An artist renowned for monumental sculpture in industrial materials seems an unlikely inclusion in a print collection; however Richard Serra is just that. Serra rose to fame with his Splashing works of the late 60s, which he created by flinging molten lead against the seam between a wall and the ground.  His 1968 work Prop – a version of which the NGA’s International Painting and Sculpture holds in its collection – consists of a large lead sheet literally propped up by a lead pipe.

 Serra came to work with Ken Tyler at the Gemini GEL workshop in 1972 and created a group of lithographs in stark black and white. The freedom of the Gemini GEL workshop suited Serra and the prints he created there on that first visit are characteristic of his early sculpture. The lithographs capture a sense of movement and vitality similar to the spontaneity of the Splashing works. Their geometric subject matter prefigures Serra’s later sculpture in which huge cylinders, cones, cubes and other shapes explore balance and volume on a massive scale.

Due to their size, Serra’s lithographs from this period have proved a challenge for NGA curators to show: they are difficult to move around and as such hard to inspect; they do not fit into standard size frames; and while they are most effectively exhibited as a group, finding a wall big enough to display them is not easy.

Over the last few months, the NGA’s International Prints and Drawings department has worked closely with the Paper Conservation and Mount-cutting and Framing teams to find a way and a place to show these important works. Custom designed frames have been created specifically for each print and four of these works will be exhibited in a rehang of the international galleries next month.

  

             

The above four works will be exhibited in the NGA’s international galleries this November. See what else is changing in ‘What’s up?’ in the current issue of artonline: http://nga.gov.au/artonline/152/

The quintessence of art collaboration: Richard Hamilton at Tyler Graphics Ltd.

         

British Pop artist Richard Hamilton died earlier this month, aged eighty-nine. In a career that spanned many decades Hamilton developed his irreverent style in a range of media. He worked with Ken Tyler at Tyler Graphics Ltd. on a series of prints in 1976. To commemorate the life of this legendary artist we asked Ken to reflect on the time he spent working with Richard. His comments are below:

“The quintessence of art collaboration was working with Richard Hamilton.

Richard arrived at my workshop in 1976 with a clear strategy on how he intended to master the art of painterly washes and soft crayon tones in lithography for his “Flower Piece” series – subject matter he had just previously completed as collotypes in Germany. 

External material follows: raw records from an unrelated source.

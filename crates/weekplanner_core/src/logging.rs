//! Rolling file logging for the planner.
//!
//! # Responsibility
//! - Start the `flexi_logger` backend once per process.
//! - Capture panics as single-line, length-capped log records.
//!
//! # Invariants
//! - Initializing twice with the same level and directory is a no-op.
//! - Initializing with a different level or directory is rejected.
//! - Initialization never panics.

use flexi_logger::{Cleanup, Criterion, FileSpec, Logger, LoggerHandle, Naming, WriteMode};
use log::{error, info};
use once_cell::sync::OnceCell;
use std::path::{Path, PathBuf};

const LOG_FILE_BASENAME: &str = "weekplanner";
const MAX_LOG_FILE_SIZE_BYTES: u64 = 10 * 1024 * 1024;
const MAX_LOG_FILES: usize = 5;
const MAX_PANIC_PAYLOAD_CHARS: usize = 160;

/// Environment variable the CLI reads its log level from.
pub const LOG_LEVEL_ENV: &str = "WEEKPLANNER_LOG_LEVEL";

static ACTIVE: OnceCell<ActiveLogger> = OnceCell::new();
static PANIC_HOOK: OnceCell<()> = OnceCell::new();

struct ActiveLogger {
    level: &'static str,
    log_dir: PathBuf,
    _handle: LoggerHandle,
}

impl ActiveLogger {
    fn check_same(&self, level: &str, log_dir: &Path) -> Result<(), String> {
        if self.log_dir != log_dir {
            return Err(format!(
                "logging already writes to `{}`; refusing to switch to `{}`",
                self.log_dir.display(),
                log_dir.display()
            ));
        }
        if self.level != level {
            return Err(format!(
                "logging already runs at `{}`; refusing to switch to `{level}`",
                self.level
            ));
        }
        Ok(())
    }
}

/// Starts file logging at `level` under the absolute `log_dir`.
///
/// # Errors
/// - Unknown level, empty or relative directory.
/// - Directory creation or logger start-up failure.
/// - A different level or directory than an earlier successful call.
pub fn init_logging(level: &str, log_dir: &str) -> Result<(), String> {
    let level = parse_level(level)?;
    let log_dir = parse_log_dir(log_dir)?;

    if let Some(active) = ACTIVE.get() {
        return active.check_same(level, &log_dir);
    }

    let active = ACTIVE.get_or_try_init(|| start_logger(level, &log_dir))?;
    active.check_same(level, &log_dir)
}

/// `(level, log_dir)` of the running logger, if any.
pub fn logging_status() -> Option<(&'static str, PathBuf)> {
    ACTIVE
        .get()
        .map(|active| (active.level, active.log_dir.clone()))
}

/// `debug` for debug builds, `info` for release builds.
pub fn default_log_level() -> &'static str {
    if cfg!(debug_assertions) {
        "debug"
    } else {
        "info"
    }
}

fn start_logger(level: &'static str, log_dir: &Path) -> Result<ActiveLogger, String> {
    std::fs::create_dir_all(log_dir).map_err(|err| {
        format!(
            "failed to create log directory `{}`: {err}",
            log_dir.display()
        )
    })?;

    let handle = Logger::try_with_str(level)
        .map_err(|err| format!("invalid log level `{level}`: {err}"))?
        .log_to_file(
            FileSpec::default()
                .directory(log_dir)
                .basename(LOG_FILE_BASENAME),
        )
        .rotate(
            Criterion::Size(MAX_LOG_FILE_SIZE_BYTES),
            Naming::Numbers,
            Cleanup::KeepLogFiles(MAX_LOG_FILES),
        )
        .write_mode(WriteMode::BufferAndFlush)
        .append()
        .format_for_files(flexi_logger::detailed_format)
        .start()
        .map_err(|err| format!("failed to start logger: {err}"))?;

    install_panic_hook();

    info!(
        "event=planner_start module=core status=ok platform={} version={} level={level} log_dir={}",
        std::env::consts::OS,
        env!("CARGO_PKG_VERSION"),
        log_dir.display()
    );

    Ok(ActiveLogger {
        level,
        log_dir: log_dir.to_path_buf(),
        _handle: handle,
    })
}

fn parse_level(level: &str) -> Result<&'static str, String> {
    match level.trim().to_ascii_lowercase().as_str() {
        "trace" => Ok("trace"),
        "debug" => Ok("debug"),
        "info" => Ok("info"),
        "warn" | "warning" => Ok("warn"),
        "error" => Ok("error"),
        other => Err(format!(
            "unsupported log level `{other}`; expected trace|debug|info|warn|error"
        )),
    }
}

fn parse_log_dir(log_dir: &str) -> Result<PathBuf, String> {
    let trimmed = log_dir.trim();
    if trimmed.is_empty() {
        return Err("log_dir cannot be empty".to_string());
    }
    let path = PathBuf::from(trimmed);
    if !path.is_absolute() {
        return Err(format!("log_dir must be an absolute path, got `{trimmed}`"));
    }
    Ok(path)
}

fn install_panic_hook() {
    if PANIC_HOOK.set(()).is_err() {
        return;
    }

    let previous = std::panic::take_hook();
    std::panic::set_hook(Box::new(move |panic_info| {
        let location = panic_info
            .location()
            .map(|loc| format!("{}:{}", loc.file(), loc.line()))
            .unwrap_or_else(|| "unknown".to_string());
        let payload = panic_info
            .payload()
            .downcast_ref::<&str>()
            .map(|message| (*message).to_string())
            .or_else(|| panic_info.payload().downcast_ref::<String>().cloned())
            .unwrap_or_else(|| "non-string panic payload".to_string());
        error!(
            "event=panic_captured module=core status=error location={location} payload={}",
            single_line(&payload, MAX_PANIC_PAYLOAD_CHARS)
        );
        previous(panic_info);
    }));
}

/// Flattens newlines and caps `value` at `max_chars` characters.
fn single_line(value: &str, max_chars: usize) -> String {
    let flattened = value.replace(['\n', '\r'], " ");
    let mut capped: String = flattened.chars().take(max_chars).collect();
    if flattened.chars().count() > max_chars {
        capped.push_str("...");
    }
    capped
}
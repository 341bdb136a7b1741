//! Display-ordered mirror of schedule membership.
//!
//! # Responsibility
//! - Hold one ordered lane of entries per weekday for incremental display updates.
//! - Provide the presentation strings each entry renders.
//!
//! # Invariants
//! - Each lane is strictly ascending by time; one entry per time.
//! - An entry is keyed by its task's `(weekday, time)` and holds a snapshot
//!   of that task. A snapshot that differs from the caller's task means the
//!   entry is stale and the task is treated as not represented.

use crate::model::clock::format_hhmm;
use crate::model::schedule::Schedule;
use crate::model::task::{SlotError, Task, TaskSlot};
use crate::model::weekday::Weekday;
use chrono::NaiveTime;
use std::collections::BTreeMap;

/// Renders the `name(earned/priority)` label shown for a task.
pub fn task_label(task: &Task) -> String {
    format!(
        "{}({}/{})",
        task.name(),
        task.calculate_points(),
        task.priority()
    )
}

/// One displayed task.
#[derive(Debug, Clone, PartialEq, Eq)]
pub struct MirrorEntry {
    task: Task,
}

impl MirrorEntry {
    fn new(task: Task) -> Self {
        Self { task }
    }

    /// Slot this entry is keyed by.
    pub fn key(&self) -> TaskSlot {
        self.task.slot()
    }

    pub fn time(&self) -> NaiveTime {
        self.task.time()
    }

    /// Task snapshot backing this entry.
    pub fn task(&self) -> &Task {
        &self.task
    }

    /// Widget identifier, `HH:MM_name`.
    pub fn id(&self) -> String {
        format!("{}_{}", self.time_text(), self.task.name())
    }

    pub fn time_text(&self) -> String {
        format_hhmm(self.task.time())
    }

    pub fn label(&self) -> String {
        task_label(&self.task)
    }

    pub fn description(&self) -> &str {
        self.task.description()
    }

    /// Returns whether this entry represents exactly `task`.
    pub fn matches(&self, task: &Task) -> bool {
        self.key() == task.slot() && self.task == *task
    }
}

/// Ordered per-weekday lanes of mirror entries.
#[derive(Debug, Clone, PartialEq, Eq)]
pub struct WeekdayMirror {
    lanes: BTreeMap<Weekday, Vec<MirrorEntry>>,
}

impl Default for WeekdayMirror {
    fn default() -> Self {
        Self::new()
    }
}

impl WeekdayMirror {
    /// Creates seven empty lanes.
    pub fn new() -> Self {
        Self {
            lanes: Weekday::ALL
                .into_iter()
                .map(|weekday| (weekday, Vec::new()))
                .collect(),
        }
    }

    /// Builds lanes matching `schedule` exactly.
    pub fn from_schedule(schedule: &Schedule) -> Self {
        let mut mirror = Self::new();
        for weekday in Weekday::ALL {
            let lane = mirror.lanes.entry(weekday).or_default();
            lane.extend(schedule.tasks(weekday).cloned().map(MirrorEntry::new));
        }
        mirror
    }

    /// Entries of one weekday in display order.
    pub fn entries(&self, weekday: Weekday) -> &[MirrorEntry] {
        self.lanes.get(&weekday).map(Vec::as_slice).unwrap_or_default()
    }

    /// Total number of entries across all lanes.
    pub fn len(&self) -> usize {
        self.lanes.values().map(Vec::len).sum()
    }

    pub fn is_empty(&self) -> bool {
        self.lanes.values().all(Vec::is_empty)
    }

    /// Returns whether an up-to-date entry for `task` exists.
    pub fn is_represented(&self, task: &Task) -> bool {
        self.position_of(task).is_some()
    }

    /// Display position of the entry representing `task`.
    pub fn position_of(&self, task: &Task) -> Option<usize> {
        self.entries(task.weekday())
            .iter()
            .position(|entry| entry.matches(task))
    }

    /// Returns whether any entry, stale or not, occupies `(weekday, time)`.
    pub fn is_time_taken(&self, weekday: Weekday, time: NaiveTime) -> bool {
        self.entries(weekday).iter().any(|entry| entry.time() == time)
    }

    /// Index before the first entry strictly after `time`, or the lane length.
    pub fn insertion_index(&self, weekday: Weekday, time: NaiveTime) -> usize {
        let lane = self.entries(weekday);
        lane.iter()
            .position(|entry| entry.time() > time)
            .unwrap_or(lane.len())
    }

    /// Inserts an entry for `task` at its ordered position.
    ///
    /// Returns the display index of the new entry.
    pub(crate) fn insert(&mut self, task: &Task) -> Result<usize, SlotError> {
        if self.is_time_taken(task.weekday(), task.time()) {
            return Err(SlotError::Occupied(task.slot()));
        }
        let index = self.insertion_index(task.weekday(), task.time());
        self.lanes
            .entry(task.weekday())
            .or_default()
            .insert(index, MirrorEntry::new(task.clone()));
        Ok(index)
    }

    /// Removes the entry representing `task` and returns its former index.
    pub(crate) fn remove(&mut self, task: &Task) -> Result<usize, SlotError> {
        let index = self
            .position_of(task)
            .ok_or(SlotError::Missing(task.slot()))?;
        if let Some(lane) = self.lanes.get_mut(&task.weekday()) {
            lane.remove(index);
        }
        Ok(index)
    }

    /// Drops every lane and rebuilds from `schedule`.
    pub(crate) fn rebuild(&mut self, schedule: &Schedule) {
        *self = Self::from_schedule(schedule);
    }

    /// Returns whether lanes hold exactly the schedule's tasks, in time order.
    pub fn is_consistent_with(&self, schedule: &Schedule) -> bool {
        Weekday::ALL.into_iter().all(|weekday| {
            let lane = self.entries(weekday);
            lane.len() == schedule.tasks(weekday).count()
                && lane
                    .iter()
                    .zip(schedule.tasks(weekday))
                    .all(|(entry, task)| entry.matches(task))
        })
    }
}

#[cfg(test)]
mod tests {
    use super::{task_label, WeekdayMirror};
    use crate::model::clock::minute_time;
    use crate::model::task::Task;
    use crate::model::weekday::Weekday;

    fn task(name: &str, hour: u32, minute: u32) -> Task {
        Task::new(
            name,
            "",
            minute_time(hour, minute).unwrap(),
            false,
            Weekday::Tuesday,
            4,
        )
        .unwrap()
    }

    #[test]
    fn insert_keeps_lane_ascending() {
        let mut mirror = WeekdayMirror::new();
        for (name, hour) in [("c", 18), ("a", 6), ("b", 12), ("d", 21), ("a0", 5)] {
            mirror.insert(&task(name, hour, 0)).unwrap();
        }

        let times: Vec<_> = mirror
            .entries(Weekday::Tuesday)
            .iter()
            .map(|entry| entry.time_text())
            .collect();
        assert_eq!(times, vec!["05:00", "06:00", "12:00", "18:00", "21:00"]);
    }

    #[test]
    fn insert_rejects_taken_time() {
        let mut mirror = WeekdayMirror::new();
        mirror.insert(&task("a", 9, 0)).unwrap();
        assert!(mirror.insert(&task("b", 9, 0)).is_err());
        assert_eq!(mirror.len(), 1);
    }

    #[test]
    fn stale_snapshot_is_not_represented() {
        let mut mirror = WeekdayMirror::new();
        let stored = task("a", 9, 30);
        mirror.insert(&stored).unwrap();

        assert!(mirror.is_represented(&stored));
        assert!(!mirror.is_represented(&stored.with_done(true)));
        assert!(mirror.is_time_taken(Weekday::Tuesday, stored.time()));
    }

    #[test]
    fn entry_renders_presentation_strings() {
        let mut mirror = WeekdayMirror::new();
        let done = task("Gym", 7, 15).with_done(true);
        mirror.insert(&done).unwrap();

        let entry = &mirror.entries(Weekday::Tuesday)[0];
        assert_eq!(entry.id(), "07:15_Gym");
        assert_eq!(entry.label(), "Gym(4/4)");
        assert_eq!(task_label(&task("Gym", 7, 15)), "Gym(0/4)");
        assert_eq!(entry.description(), "");
    }
}
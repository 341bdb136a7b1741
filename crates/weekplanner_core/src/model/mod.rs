//! Weekly planner domain model.
//!
//! # Responsibility
//! - Define the task value, the weekday key and the authoritative schedule.
//! - Define the display-ordered mirror kept in sync with the schedule.
//!
//! # Invariants
//! - A slot `(weekday, time)` holds at most one task.
//! - Tasks are validated on construction, on priority mutation and on load.

pub mod clock;
pub mod mirror;
pub mod schedule;
pub mod task;
pub mod weekday;
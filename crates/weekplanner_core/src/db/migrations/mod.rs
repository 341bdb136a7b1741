//! SQLite migration registry and executor.
//!
//! # Invariants
//! - `version` values are strictly increasing.
//! - Pending migrations apply in one transaction; `PRAGMA user_version`
//!   mirrors the last applied version.

use crate::db::{DbError, DbResult};
use log::info;
use rusqlite::Connection;

#[derive(Debug, Clone, Copy)]
struct Migration {
    version: u32,
    sql: &'static str,
}

const MIGRATIONS: &[Migration] = &[
    Migration {
        version: 1,
        sql: include_str!("0001_schedule.sql"),
    },
    Migration {
        version: 2,
        sql: include_str!("0002_task_names.sql"),
    },
];

/// Returns the latest migration version known by this binary.
pub fn latest_version() -> u32 {
    MIGRATIONS.last().map_or(0, |migration| migration.version)
}

/// Reads the applied schema version of `conn`.
pub fn current_version(conn: &Connection) -> DbResult<u32> {
    let version = conn.query_row("PRAGMA user_version;", [], |row| row.get::<_, u32>(0))?;
    Ok(version)
}

/// Applies all pending migrations on the provided connection.
pub fn apply_migrations(conn: &mut Connection) -> DbResult<()> {
    let current = current_version(conn)?;
    let latest = latest_version();

    if current > latest {
        return Err(DbError::UnsupportedSchemaVersion {
            db_version: current,
            latest_supported: latest,
        });
    }
    if current == latest {
        return Ok(());
    }

    let tx = conn.transaction()?;
    for migration in MIGRATIONS.iter().filter(|m| m.version > current) {
        tx.execute_batch(migration.sql)?;
        tx.execute_batch(&format!("PRAGMA user_version = {};", migration.version))?;
    }
    tx.commit()?;

    info!("event=db_migrate module=db status=ok from_version={current} to_version={latest}");
    Ok(())
}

Richard drew beautifully, something which added to his virtuoso graphic touch.  He was methodological, lyrical, and inventive.  Interested in every facet of the printmaking process, from grinding the stones to processing, proofing, and editioning, he observed and expanded upon all the subtleties of the medium.

The four prints I made with this gentle, witty, and talented artist, will always remain in my personal Mount Parnassus of memories.”